About this exercise: Output each line from the one that contains "summaries and contract" to the final line of the data below, exactly, and include nothing else.

Provided records:
//! SQLite storage for the Punchclock attendance server.
//!
//! Provides persistence for terminals, token issuances, consumption audit
//! rows, hash-chained attendance records, daily summaries and contract
//! profiles.

mod db;
mod models;
mod queries;
mod queries_records;


pub use db::{AttendanceDatabase, DatabaseError};
pub use models::*;
pub use queries::NewIssuance;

Solution to this exercise:
//! rows, hash-chained attendance records, daily summaries and contract
//! profiles.

mod db;
mod models;
mod queries;
mod queries_records;


pub use db::{AttendanceDatabase, DatabaseError};
pub use models::*;
pub use queries::NewIssuance;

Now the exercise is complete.